I think your RFP should not try to invent yet another networking protocol, or
even a new middleware technology. So forget about specifying a protocol
directly IP, or even TCP level. With the current aim to make the low levels of
networks as secure as possible, introducing a new protocol on that low level
creates an unnecessary up-hill battle. An application-level protocol, if done
right, can fulfill all your anticipated transfer rates, easily.

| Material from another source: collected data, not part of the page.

//! Widget declarations.
//!
//! A [`Window`] exclusively owns an ordered list of [`Widget`]s. Rendering
//! and event wiring only ever see widgets through the window that owns them;
//! there is no global registry. Callbacks receive a typed [`WidgetEvent`]
//! identifying the widget that raised the event and carrying its payload.

use std::panic::UnwindSafe;

use cushy::value::{Destination, Dynamic, Source};
use cushy::widget::Callback;

/// The payload delivered to a widget callback, tagged by the kind of widget
/// that raised it.
#[derive(Clone, Debug, PartialEq)]
pub enum WidgetEvent {
    /// A button was activated.
    ButtonPressed {
        /// The label of the button that was activated.
        sender: String,
    },
    /// The contents of a text input changed.
    InputChanged {
        /// The label of the input whose contents changed.
        sender: String,
        /// The input's new contents.
        value: String,
    },
    /// A slider's value changed.
    SliderChanged {
        /// The label of the slider whose value changed.
        sender: String,
        /// The slider's new value.
        value: f32,
    },
}

impl WidgetEvent {
    /// Returns the label of the widget that raised this event.
    #[must_use]
    pub fn sender(&self) -> &str {
        match self {
            WidgetEvent::ButtonPressed { sender }
            | WidgetEvent::InputChanged { sender, .. }
            | WidgetEvent::SliderChanged { sender, .. } => sender,
        }
    }
}

/// A callback invoked with a [`WidgetEvent`] when its widget raises an event.
pub type WidgetCallback = Callback<WidgetEvent>;

/// A window and the widgets it exclusively owns.
///
/// Widgets are displayed in the order they are pushed and live for as long as
/// the window does. Equality compares observable state only: the title and
/// each widget's labels, values, and bounds. Callbacks are not observable and
/// do not participate.
#[derive(Debug, Default)]
pub struct Window {
    pub(crate) title: String,
    pub(crate) widgets: Vec<Widget>,
}

impl Window {
    /// Returns an empty window titled `title`.
    pub fn new(title: impl Into<String>) -> Self {
        Self {
            title: title.into(),
            widgets: Vec::new(),
        }
    }

    /// Appends `widget` to this window's children.
    pub fn push(&mut self, widget: impl Into<Widget>) {
        self.widgets.push(widget.into());
    }

    /// Returns this window's title.
    #[must_use]
    pub fn title(&self) -> &str {
        &self.title
    }

    /// Returns this window's widgets in declaration order.
    #[must_use]
    pub fn widgets(&self) -> &[Widget] {
        &self.widgets
    }

    /// Returns this window's widgets for mutation, in declaration order.
    pub fn widgets_mut(&mut self) -> &mut [Widget] {
        &mut self.widgets
    }
}

impl PartialEq for Window {
    fn eq(&self, other: &Self) -> bool {
        self.title == other.title && self.widgets == other.widgets
    }
}

/// A single widget owned by a [`Window`].
#[derive(Debug, PartialEq)]
pub enum Widget {
    /// A static text label.
    Text(Text),
    /// A clickable button.
    Button(Button),
    /// A single-line text field.
    Input(Input),
    /// A bounded floating-point slider.
    Slider(Slider),
}

impl Widget {
    /// Returns the text identifying this widget: its label for interactive
    /// widgets, the displayed contents for a text label.
    #[must_use]
    pub fn label(&self) -> &str {
        match self {
            Widget::Text(text) => text.contents(),
            Widget::Button(button) => button.label(),
            Widget::Input(input) => input.label(),
            Widget::Slider(slider) => slider.label(),
        }
    }
}

/// A static, immutable text label.
#[derive(Clone, Debug, PartialEq)]
pub struct Text {
    pub(crate) contents: String,
}

impl Text {
    /// Returns a label displaying `contents`.
    pub fn new(contents: impl Into<String>) -> Self {
        Self {
            contents: contents.into(),
        }
    }

    /// Returns the displayed text.
    #[must_use]
    pub fn contents(&self) -> &str {
        &self.contents
    }
}

impl From<Text> for Widget {
    fn from(text: Text) -> Self {
        Widget::Text(text)
    }
}

/// A clickable button.
#[derive(Debug)]
pub struct Button {
    pub(crate) label: String,
    pub(crate) on_click: Option<WidgetCallback>,
}

impl Button {
    /// Returns a button labeled `label` with no callback attached.
    pub fn new(label: impl Into<String>) -> Self {
        Self {
            label: label.into(),
            on_click: None,
        }
    }

    /// Attaches `on_click`, invoked with [`WidgetEvent::ButtonPressed`] each
    /// time the button is activated.
    #[must_use]
    pub fn on_click<F>(mut self, on_click: F) -> Self
    where
        F: FnMut(WidgetEvent) + Send + UnwindSafe + 'static,
    {
        self.on_click = Some(Callback::new(on_click));
        self
    }

    /// Returns this button's label.
    #[must_use]
    pub fn label(&self) -> &str {
        &self.label
    }

    /// Activates this button, invoking its callback as if it had been
    /// clicked. Buttons without a callback do nothing.
    pub fn press(&mut self) {
        if let Some(on_click) = &mut self.on_click {
            on_click.invoke(WidgetEvent::ButtonPressed {
                sender: self.label.clone(),
            });
        }
    }
}

impl PartialEq for Button {
    fn eq(&self, other: &Self) -> bool {
        self.label == other.label
    }
}

impl From<Button> for Widget {
    fn from(button: Button) -> Self {
        Widget::Button(button)
    }
}

/// A single-line text field with a mutable string value.
#[derive(Debug)]
pub struct Input {
    pub(crate) label: String,
    pub(crate) value: Dynamic<String>,
    pub(crate) on_change: Option<WidgetCallback>,
}

impl Input {
    /// Returns a field labeled `label` whose contents are initialized to
    /// `default_value`.
    pub fn new(label: impl Into<String>, default_value: impl Into<String>) -> Self {
        Self {
            label: label.into(),
            value: Dynamic::new(default_value.into()),
            on_change: None,
        }
    }

    /// Attaches `on_change`, invoked with [`WidgetEvent::InputChanged`] each
    /// time the field's contents change.
    #[must_use]
    pub fn on_change<F>(mut self, on_change: F) -> Self
    where
        F: FnMut(WidgetEvent) + Send + UnwindSafe + 'static,
    {
        self.on_change = Some(Callback::new(on_change));
        self
    }

    /// Returns this field's label.
    #[must_use]
    pub fn label(&self) -> &str {
        &self.label
    }

    /// Returns the field's current contents.
    #[must_use]
    pub fn contents(&self) -> String {
        self.value.get()
    }

    /// Replaces the field's contents, notifying the change callback.
    pub fn set(&mut self, contents: impl Into<String>) {
        let contents = contents.into();
        self.value.set(contents.clone());
        if let Some(on_change) = &mut self.on_change {
            on_change.invoke(WidgetEvent::InputChanged {
                sender: self.label.clone(),
                value: contents,
            });
        }
    }
}

impl PartialEq for Input {
    fn eq(&self, other: &Self) -> bool {
        self.label == other.label && self.contents() == other.contents()
    }
}

impl From<Input> for Widget {
    fn from(input: Input) -> Self {
        Widget::Input(input)
    }
}

/// A bounded floating-point slider.
///
/// The lower bound is always [`Slider::MINIMUM`]. Writes through
/// [`set`](Self::set) are clamped to the slider's bounds before being stored.
#[derive(Debug)]
pub struct Slider {
    pub(crate) label: String,
    pub(crate) value: Dynamic<f32>,
    pub(crate) minimum: f32,
    pub(crate) maximum: f32,
    pub(crate) on_change: Option<WidgetCallback>,
}

impl Slider {
    /// The implicit lower bound of every slider.
    pub const MINIMUM: f32 = 0.;

    /// Returns a slider labeled `label` covering `0.0..=max_value`, with its
    /// value initialized to `default_value` clamped to those bounds.
    ///
    /// A `max_value` below the lower bound is raised to it.
    pub fn new(label: impl Into<String>, default_value: f32, max_value: f32) -> Self {
        let maximum = max_value.max(Self::MINIMUM);
        Self {
            label: label.into(),
            value: Dynamic::new(default_value.clamp(Self::MINIMUM, maximum)),
            minimum: Self::MINIMUM,
            maximum,
            on_change: None,
        }
    }

    /// Attaches `on_change`, invoked with [`WidgetEvent::SliderChanged`] each
    /// time the slider's value changes.
    #[must_use]
    pub fn on_change<F>(mut self, on_change: F) -> Self
    where
        F: FnMut(WidgetEvent) + Send + UnwindSafe + 'static,
    {
        self.on_change = Some(Callback::new(on_change));
        self
    }

    /// Returns this slider's label.
    #[must_use]
    pub fn label(&self) -> &str {
        &self.label
    }

    /// Returns the slider's current value.
    #[must_use]
    pub fn value(&self) -> f32 {
        self.value.get()
    }

    /// Returns the slider's lower bound.
    #[must_use]
    pub fn minimum(&self) -> f32 {
        self.minimum
    }

    /// Returns the slider's upper bound.
    #[must_use]
    pub fn maximum(&self) -> f32 {
        self.maximum
    }

    /// Stores `value` clamped to the slider's bounds, notifying the change
    /// callback with the value actually stored.
    pub fn set(&mut self, value: f32) {
        let clamped = value.clamp(self.minimum, self.maximum);
        self.value.set(clamped);
        if let Some(on_change) = &mut self.on_change {
            on_change.invoke(WidgetEvent::SliderChanged {
                sender: self.label.clone(),
                value: clamped,
            });
        }
    }
}

impl PartialEq for Slider {
    fn eq(&self, other: &Self) -> bool {
        self.label == other.label
            && self.value() == other.value()
            && self.minimum == other.minimum
            && self.maximum == other.maximum
    }
}

impl From<Slider> for Widget {
    fn from(slider: Slider) -> Self {
        Widget::Slider(slider)
    }
}

#[cfg(test)]
mod tests {
    use std::sync::{Arc, Mutex};

    use super::*;

    fn recorded_events() -> (Arc<Mutex<Vec<WidgetEvent>>>, impl FnMut(WidgetEvent)) {
        let events = Arc::new(Mutex::new(Vec::new()));
        let recorder = {
            let events = events.clone();
            move |event| events.lock().unwrap().push(event)
        };
        (events, recorder)
    }

    #[test]
    fn window_owns_widgets_in_declaration_order() {
        let mut window = Window::new("Demo");
        window.push(Text::new("one"));
        window.push(Button::new("two"));
        window.push(Input::new("three", ""));
        window.push(Slider::new("four", 0., 1.));

        assert_eq!(window.title(), "Demo");
        let labels = window
            .widgets()
            .iter()
            .map(Widget::label)
            .collect::<Vec<_>>();
        assert_eq!(labels, ["one", "two", "three", "four"]);
        assert!(matches!(window.widgets()[0], Widget::Text(_)));
        assert!(matches!(window.widgets()[1], Widget::Button(_)));
        assert!(matches!(window.widgets()[2], Widget::Input(_)));
        assert!(matches!(window.widgets()[3], Widget::Slider(_)));
    }

    #[test]
    fn button_press_raises_typed_event() {
        let (events, recorder) = recorded_events();
        let mut button = Button::new("Save").on_click(recorder);
        button.press();
        button.press();
        assert_eq!(
            *events.lock().unwrap(),
            [
                WidgetEvent::ButtonPressed {
                    sender: String::from("Save")
                },
                WidgetEvent::ButtonPressed {
                    sender: String::from("Save")
                },
            ]
        );
    }

    #[test]
    fn button_press_without_callback_is_a_no_op() {
        let mut button = Button::new("Save");
        button.press();
        assert_eq!(button.label(), "Save");
    }

    #[test]
    fn input_set_notifies_with_new_contents() {
        let (events, recorder) = recorded_events();
        let mut input = Input::new("string", "before").on_change(recorder);
        input.set("after");
        assert_eq!(input.contents(), "after");
        assert_eq!(
            *events.lock().unwrap(),
            [WidgetEvent::InputChanged {
                sender: String::from("string"),
                value: String::from("after"),
            }]
        );
    }

    #[test]
    fn slider_clamps_writes_to_bounds() {
        let mut slider = Slider::new("float", 0.273, 1.);
        slider.set(2.);
        assert_eq!(slider.value(), 1.);
        slider.set(-1.);
        assert_eq!(slider.value(), 0.);
        slider.set(0.5);
        assert_eq!(slider.value(), 0.5);
    }

    #[test]
    fn slider_clamps_out_of_range_defaults() {
        assert_eq!(Slider::new("float", 7., 1.).value(), 1.);
        assert_eq!(Slider::new("float", -7., 1.).value(), 0.);
        // An inverted bound collapses the range to the lower bound.
        assert_eq!(Slider::new("float", 0.5, -3.).maximum(), 0.);
    }

    #[test]
    fn slider_notifies_with_the_stored_value() {
        let (events, recorder) = recorded_events();
        let mut slider = Slider::new("float", 0., 1.).on_change(recorder);
        slider.set(3.);
        assert_eq!(
            *events.lock().unwrap(),
            [WidgetEvent::SliderChanged {
                sender: String::from("float"),
                value: 1.,
            }]
        );
    }

    #[test]
    fn event_sender_names_the_raising_widget() {
        let event = WidgetEvent::InputChanged {
            sender: String::from("string"),
            value: String::new(),
        };
        assert_eq!(event.sender(), "string");
    }

    #[test]
    fn equality_ignores_callbacks() {
        let with_callback = Button::new("Save").on_click(|_| {});
        assert_eq!(with_callback, Button::new("Save"));
        assert_ne!(with_callback, Button::new("Cancel"));
    }
}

I have a concern that you asked in one requirment for connection-less trasmission.
This is the wrong approach, in my humble opinion. Connection-less streams are
not neccessarily faster than well-designed connection-oriented streams, but 
take away all mechanisms of low-level (and therefore efficieint) error detection
and handling. Connection-less streams may be fine for video image streams, 
where there is only little difference between one frame to the next (so you can 
recover fairly easily). But the lossyniess of connection-less streams is fatal for
precious scientific data.

In summary, what you should ask for in this RFP is the specification of a 
metamodel system describing the transferred data and embedded metadata,
and leave the actual transmission to proven middleware, lilke for example DDS.
In that respect you should read the "DDS Extension for Time-Sensitive Networking"
submission, up for adoption at the Austin meeting this December. I think this 
technology provides you withe the searched-for rapid trasmisson capabilities.

Then regarding the descriptive metamode, what is so wrong with wht C2MS already
provides?

In summary, this RFP needs a lot more discussion. Sorry.